Не только звуки, но и слова в его стихах были длинные, вытянутые до последних пределов –
Многокручинная Многострадальная… Искросыпительный Зубодробительный.Он не был бы гений уныния, если бы его не влекло к этим тягучим — пятисложным, шестисложным, семисложным — словам: све-то-пре-став-ле-ни-е, ко-ле-но-пре-кло-нен-ны-е, чле-но-по-вре-жде-ни-е и проч., и проч., и проч.
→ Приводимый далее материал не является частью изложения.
// affiliate-backend/src/api/dto/common.rs

use axum::{
    http::StatusCode,
    response::{IntoResponse, Response},
    Json,
};
use serde::{Deserialize, Serialize};

/// 統一レスポンスエンベロープ
///
/// `type=0` が成功。ドメインレベルの失敗は `isSuccess=false` と
/// 非ゼロの `type` で、HTTPステータスは200のまま伝える。
/// 呼び出し側はトランスポートのステータスではなく `isSuccess` で
/// 分岐する取り決め
#[derive(Debug, Clone, Serialize, Deserialize)]
pub struct ApiEnvelope<T> {
    pub data: Option<T>,
    #[serde(rename = "isSuccess")]
    pub is_success: bool,
    pub message: Option<String>,
    #[serde(rename = "type")]
    pub kind: i32,
}

impl<T> ApiEnvelope<T> {
    /// 成功レスポンスを作成
    pub fn ok(data: T) -> Self {
        Self {
            data: Some(data),
            is_success: true,
            message: None,
            kind: 0,
        }
    }

    /// メッセージ付き成功レスポンスを作成
    pub fn ok_with_message(data: T, message: impl Into<String>) -> Self {
        Self {
            data: Some(data),
            is_success: true,
            message: Some(message.into()),
            kind: 0,
        }
    }

    /// ドメインレベルの失敗（HTTP 200のまま返す）
    pub fn failure(message: impl Into<String>) -> Self {
        Self {
            data: None,
            is_success: false,
            message: Some(message.into()),
            kind: 1,
        }
    }
}

impl<T: Serialize> IntoResponse for ApiEnvelope<T> {
    fn into_response(self) -> Response {
        (StatusCode::OK, Json(self)).into_response()
    }
}

#[cfg(test)]
mod tests {
    use super::*;

    #[test]
    fn test_ok_envelope_shape() {
        let envelope = ApiEnvelope::ok(vec![1, 2, 3]);
        let json = serde_json::to_value(&envelope).unwrap();

        assert_eq!(json["isSuccess"], true);
        assert_eq!(json["type"], 0);
        assert!(json["message"].is_null());
        assert_eq!(json["data"], serde_json::json!([1, 2, 3]));
    }

    #[test]
    fn test_failure_envelope_shape() {
        let envelope: ApiEnvelope<()> = ApiEnvelope::failure("Campaign not found");
        let json = serde_json::to_value(&envelope).unwrap();

        assert_eq!(json["isSuccess"], false);
        assert_eq!(json["type"], 1);
        assert_eq!(json["message"], "Campaign not found");
        assert!(json["data"].is_null());
    }

    #[test]
    fn test_envelope_round_trip() {
        let envelope = ApiEnvelope::ok_with_message("payload", "Tracking link already exists.");
        let json = serde_json::to_string(&envelope).unwrap();
        let back: ApiEnvelope<String> = serde_json::from_str(&json).unwrap();

        assert!(back.is_success);
        assert_eq!(back.kind, 0);
        assert_eq!(back.data.as_deref(), Some("payload"));
        assert_eq!(
            back.message.as_deref(),
            Some("Tracking link already exists.")
        );
    }
}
Таким образом он удлинял в своем стихе все, что только мог удлинить:
1) Удлинял слова.
2) Удлинял гласные звуки.
3) Удлинял окончания стихов.
Рядом с этими длинными словами и звуками любое стихотворение Пушкина покажется почти скороговоркой.
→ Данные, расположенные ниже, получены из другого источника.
// affiliate-backend/src/service/mlink_client.rs

//! 外部パートナー（MLink）APIクライアント
//!
//! 認証トークンは有効期限の60秒前まで使い回し、切れたら
//! ロック配下で再取得する。呼び出しの失敗は自動リトライせず
//! そのままエラーとして呼び出し元へ伝える

use std::time::Duration as StdDuration;

use chrono::{DateTime, Duration, Utc};
use serde_json::Value;
use tokio::sync::RwLock;
use tracing::info;

use crate::api::dto::link_dto::GenerateLinkRequest;
use crate::config::MlinkConfig;
use crate::error::{AppError, AppResult};

/// 期限情報付きのキャッシュ済みトークン
#[derive(Debug, Clone)]
struct CachedToken {
    token: String,
    expires_at: DateTime<Utc>,
}

impl CachedToken {
    fn is_valid(&self) -> bool {
        self.expires_at > Utc::now()
    }
}

pub struct MlinkClient {
    http: reqwest::Client,
    config: MlinkConfig,
    token: RwLock<Option<CachedToken>>,
}

impl MlinkClient {
    pub fn new(config: MlinkConfig) -> AppResult<Self> {
        let http = reqwest::Client::builder()
            .timeout(StdDuration::from_secs(30))
            .build()
            .map_err(|e| AppError::InternalServerError(e.to_string()))?;

        Ok(Self {
            http,
            config,
            token: RwLock::new(None),
        })
    }

    /// 有効なトークンを返す。なければログインして取得する
    async fn ensure_token(&self) -> AppResult<String> {
        if let Some(cached) = self.token.read().await.as_ref() {
            if cached.is_valid() {
                return Ok(cached.token.clone());
            }
        }

        let mut guard = self.token.write().await;
        // 書き込みロック待ちの間に他のリクエストが更新済みかもしれない
        if let Some(cached) = guard.as_ref() {
            if cached.is_valid() {
                return Ok(cached.token.clone());
            }
        }

        let response: Value = self
            .http
            .post(format!("{}/Account/GetTokenV2", self.config.base_url))
            .json(&serde_json::json!({
                "username": self.config.username,
                "password": self.config.password,
            }))
            .send()
            .await
            .map_err(|e| AppError::ExternalServiceError(e.to_string()))?
            .error_for_status()
            .map_err(|e| AppError::ExternalServiceError(e.to_string()))?
            .json()
            .await
            .map_err(|e| AppError::ExternalServiceError(e.to_string()))?;

        if !response["isSuccess"].as_bool().unwrap_or(false) {
            let message = response["message"].as_str().unwrap_or("unknown error");
            return Err(AppError::ExternalServiceError(format!(
                "MLink login failed: {}",
                message
            )));
        }

        let token = response["data"]["accessToken"]
            .as_str()
            .ok_or_else(|| {
                AppError::ExternalServiceError("MLink login response missing token".to_string())
            })?
            .to_string();
        let expiration = response["data"]["expiration"]
            .as_str()
            .and_then(|value| DateTime::parse_from_rfc3339(value).ok())
            .map(|parsed| parsed.with_timezone(&Utc))
            .ok_or_else(|| {
                AppError::ExternalServiceError(
                    "MLink login response missing expiration".to_string(),
                )
            })?;

        info!("MLink token refreshed");

        *guard = Some(CachedToken {
            token: token.clone(),
            // 期限ぎりぎりのトークンで失敗しないよう60秒手前で失効扱い
            expires_at: expiration - Duration::seconds(60),
        });

        Ok(token)
    }

    /// パートナー側のキャンペーン一覧を取得
    pub async fn get_campaigns(&self, params: &[(String, String)]) -> AppResult<Value> {
        let token = self.ensure_token().await?;

        self.http
            .get(format!("{}/Affiliate/GetCampaigns", self.config.base_url))
            .bearer_auth(token)
            .query(params)
            .send()
            .await
            .map_err(|e| AppError::ExternalServiceError(e.to_string()))?
            .error_for_status()
            .map_err(|e| AppError::ExternalServiceError(e.to_string()))?
            .json()
            .await
            .map_err(|e| AppError::ExternalServiceError(e.to_string()))
    }

    /// パートナー側のレポートを取得
    pub async fn get_report(&self, params: &[(String, String)]) -> AppResult<Value> {
        let token = self.ensure_token().await?;

        self.http
            .get(format!("{}/Affiliate/GetReport", self.config.base_url))
            .bearer_auth(token)
            .query(params)
            .send()
            .await
            .map_err(|e| AppError::ExternalServiceError(e.to_string()))?
            .error_for_status()
            .map_err(|e| AppError::ExternalServiceError(e.to_string()))?
            .json()
            .await
            .map_err(|e| AppError::ExternalServiceError(e.to_string()))
    }

    /// パートナー側でのリンク発行
    pub async fn generate_link(&self, body: &GenerateLinkRequest) -> AppResult<Value> {
        let token = self.ensure_token().await?;

        self.http
            .put(format!("{}/Affiliate/GenerateLink", self.config.base_url))
            .bearer_auth(token)
            .json(body)
            .send()
            .await
            .map_err(|e| AppError::ExternalServiceError(e.to_string()))?
            .error_for_status()
            .map_err(|e| AppError::ExternalServiceError(e.to_string()))?
            .json()
            .await
            .map_err(|e| AppError::ExternalServiceError(e.to_string()))
    }
}

#[cfg(test)]
mod tests {
    use super::*;

    #[test]
    fn test_cached_token_validity() {
        let valid = CachedToken {
            token: "t".to_string(),
            expires_at: Utc::now() + Duration::minutes(5),
        };
        assert!(valid.is_valid());

        let expired = CachedToken {
            token: "t".to_string(),
            expires_at: Utc::now() - Duration::seconds(1),
        };
        assert!(!expired.is_valid());
    }
}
Еще в молодости, еще в 1838 году, он заплакал своим некрасовским тягучим стихом:
Ma-ало на до-олю мою бестала-анную Ра-адости сла-адкой дано. Хо-олодом сердце, как в бу-урю тума-анную Но-очью и дне-ом стеснено,—да так и проплакал тягуче до самой последней песни:
Ро-однна ми-илая, сына лежа-ачего Благослови, а не бей!Этот мучительный ритм естественно должен был питаться такими же мучительными образами, видениями лютых истязаний и мук.
Эти образы всегда привлекали его. На полях его рукописей мы недавно нашли такие, сделанные в разное время заметки:
«Если ранить человека (медицинский факт), умирая, он смеется. Так и мы».
«Когда ранят человека в живот, и ползут из него внутренности, он смеется. Медицинский факт».
«Когда из человека кишки тянут, он умирает, а смеется (факт медицинский). Так и мы относительно этих дел».
Такие образы были Некрасову нужны постоянно. Ему нужно было, чтобы у Матрены (в стихотворении «Демушка») свиньи загрызли младенца и чтобы этого загрызенного свиньями младенца на глазах у матери издевательски резали ножами:
«Ножи, ланцеты, ножницы натачивал он тут… И стали тело белое терзать и пластовать… В одной руке широкий нож, в другой ручник и кровь на нем… В моих глазах по косточкам изрезал лекарь Демушку».